**Data**
************

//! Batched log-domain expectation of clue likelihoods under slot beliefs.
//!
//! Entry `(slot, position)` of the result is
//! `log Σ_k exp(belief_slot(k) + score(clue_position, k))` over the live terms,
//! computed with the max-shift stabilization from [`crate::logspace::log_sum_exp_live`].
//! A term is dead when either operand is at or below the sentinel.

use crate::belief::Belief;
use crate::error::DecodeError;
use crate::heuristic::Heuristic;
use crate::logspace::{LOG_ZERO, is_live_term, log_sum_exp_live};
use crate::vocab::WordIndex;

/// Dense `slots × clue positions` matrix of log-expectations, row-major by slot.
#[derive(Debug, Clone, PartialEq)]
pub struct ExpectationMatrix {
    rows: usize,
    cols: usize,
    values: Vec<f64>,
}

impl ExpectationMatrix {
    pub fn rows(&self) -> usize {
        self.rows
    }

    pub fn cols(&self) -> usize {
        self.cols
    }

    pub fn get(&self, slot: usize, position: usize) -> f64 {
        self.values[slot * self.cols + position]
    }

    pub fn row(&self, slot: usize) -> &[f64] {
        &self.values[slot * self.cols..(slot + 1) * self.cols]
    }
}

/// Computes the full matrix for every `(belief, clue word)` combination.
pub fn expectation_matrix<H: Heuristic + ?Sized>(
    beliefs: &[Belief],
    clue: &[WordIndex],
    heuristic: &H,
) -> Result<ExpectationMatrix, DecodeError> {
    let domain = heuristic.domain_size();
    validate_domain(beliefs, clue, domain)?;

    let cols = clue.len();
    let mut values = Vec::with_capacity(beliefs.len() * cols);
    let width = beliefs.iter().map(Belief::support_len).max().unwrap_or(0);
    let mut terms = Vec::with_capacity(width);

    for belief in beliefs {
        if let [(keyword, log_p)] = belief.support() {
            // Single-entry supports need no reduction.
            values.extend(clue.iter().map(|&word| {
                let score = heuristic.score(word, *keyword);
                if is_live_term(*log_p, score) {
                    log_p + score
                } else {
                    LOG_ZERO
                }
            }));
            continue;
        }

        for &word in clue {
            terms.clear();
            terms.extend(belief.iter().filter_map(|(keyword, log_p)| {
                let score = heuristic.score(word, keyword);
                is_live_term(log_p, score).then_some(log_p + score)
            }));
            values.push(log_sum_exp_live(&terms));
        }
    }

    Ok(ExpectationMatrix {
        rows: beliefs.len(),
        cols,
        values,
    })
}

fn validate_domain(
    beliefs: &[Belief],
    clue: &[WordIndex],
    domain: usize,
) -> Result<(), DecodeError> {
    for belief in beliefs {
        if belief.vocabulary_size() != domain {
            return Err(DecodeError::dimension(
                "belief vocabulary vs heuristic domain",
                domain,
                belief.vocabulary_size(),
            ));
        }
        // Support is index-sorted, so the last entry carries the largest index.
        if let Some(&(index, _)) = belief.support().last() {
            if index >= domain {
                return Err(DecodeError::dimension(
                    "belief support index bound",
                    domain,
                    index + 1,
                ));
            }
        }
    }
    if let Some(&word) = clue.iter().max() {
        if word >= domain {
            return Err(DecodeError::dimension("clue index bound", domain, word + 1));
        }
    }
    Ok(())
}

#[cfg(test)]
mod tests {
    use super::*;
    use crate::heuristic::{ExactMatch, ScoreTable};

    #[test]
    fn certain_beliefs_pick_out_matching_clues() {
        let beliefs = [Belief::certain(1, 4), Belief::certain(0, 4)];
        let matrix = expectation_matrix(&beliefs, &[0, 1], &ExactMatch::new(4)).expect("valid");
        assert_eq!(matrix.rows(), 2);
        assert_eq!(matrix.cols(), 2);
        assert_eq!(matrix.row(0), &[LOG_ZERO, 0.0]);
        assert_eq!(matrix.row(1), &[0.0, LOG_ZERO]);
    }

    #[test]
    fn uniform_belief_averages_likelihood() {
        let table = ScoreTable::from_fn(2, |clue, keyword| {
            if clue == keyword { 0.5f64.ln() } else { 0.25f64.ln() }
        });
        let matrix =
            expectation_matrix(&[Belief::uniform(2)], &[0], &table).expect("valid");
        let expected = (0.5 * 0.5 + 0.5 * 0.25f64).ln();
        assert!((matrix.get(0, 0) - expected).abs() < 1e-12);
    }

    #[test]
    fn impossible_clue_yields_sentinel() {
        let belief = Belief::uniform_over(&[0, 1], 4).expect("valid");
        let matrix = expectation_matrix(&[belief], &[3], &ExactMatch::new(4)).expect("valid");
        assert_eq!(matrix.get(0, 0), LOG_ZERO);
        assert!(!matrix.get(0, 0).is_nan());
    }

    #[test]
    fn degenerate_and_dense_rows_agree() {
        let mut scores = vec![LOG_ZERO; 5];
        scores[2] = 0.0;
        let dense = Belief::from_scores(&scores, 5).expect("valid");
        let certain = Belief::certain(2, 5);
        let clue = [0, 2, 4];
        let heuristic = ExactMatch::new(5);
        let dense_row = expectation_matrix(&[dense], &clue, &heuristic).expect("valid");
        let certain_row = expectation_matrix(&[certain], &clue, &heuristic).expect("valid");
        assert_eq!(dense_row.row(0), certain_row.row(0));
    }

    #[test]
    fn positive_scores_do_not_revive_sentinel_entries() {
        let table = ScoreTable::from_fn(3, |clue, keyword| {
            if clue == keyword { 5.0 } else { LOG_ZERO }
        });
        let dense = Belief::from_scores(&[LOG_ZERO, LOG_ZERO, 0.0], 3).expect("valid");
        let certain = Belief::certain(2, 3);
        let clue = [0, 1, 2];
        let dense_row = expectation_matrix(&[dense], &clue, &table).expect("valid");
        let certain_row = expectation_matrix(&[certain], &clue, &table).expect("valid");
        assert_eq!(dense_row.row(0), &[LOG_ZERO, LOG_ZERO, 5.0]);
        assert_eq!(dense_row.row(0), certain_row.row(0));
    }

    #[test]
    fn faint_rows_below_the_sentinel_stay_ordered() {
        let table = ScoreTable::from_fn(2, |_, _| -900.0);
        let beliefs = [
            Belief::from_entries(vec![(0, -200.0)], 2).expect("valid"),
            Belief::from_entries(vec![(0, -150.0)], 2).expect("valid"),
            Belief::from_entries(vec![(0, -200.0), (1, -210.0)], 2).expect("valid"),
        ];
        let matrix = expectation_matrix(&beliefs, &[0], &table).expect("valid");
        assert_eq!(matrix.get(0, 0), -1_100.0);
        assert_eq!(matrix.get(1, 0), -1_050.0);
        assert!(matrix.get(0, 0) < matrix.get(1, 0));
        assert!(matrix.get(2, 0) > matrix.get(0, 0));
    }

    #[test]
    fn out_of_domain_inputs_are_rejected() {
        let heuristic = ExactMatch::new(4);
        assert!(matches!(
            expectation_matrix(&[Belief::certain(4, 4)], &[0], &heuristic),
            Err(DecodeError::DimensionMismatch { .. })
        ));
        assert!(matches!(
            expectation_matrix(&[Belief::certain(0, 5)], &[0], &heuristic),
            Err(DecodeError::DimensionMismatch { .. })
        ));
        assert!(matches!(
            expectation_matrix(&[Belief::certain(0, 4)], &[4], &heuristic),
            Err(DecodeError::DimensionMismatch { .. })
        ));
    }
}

************

Each line of the data that includes "width" should be copied.

**Task answer**
    let width = beliefs.iter().map(Belief::support_len).max().unwrap_or(0);
    let mut terms = Vec::with_capacity(width);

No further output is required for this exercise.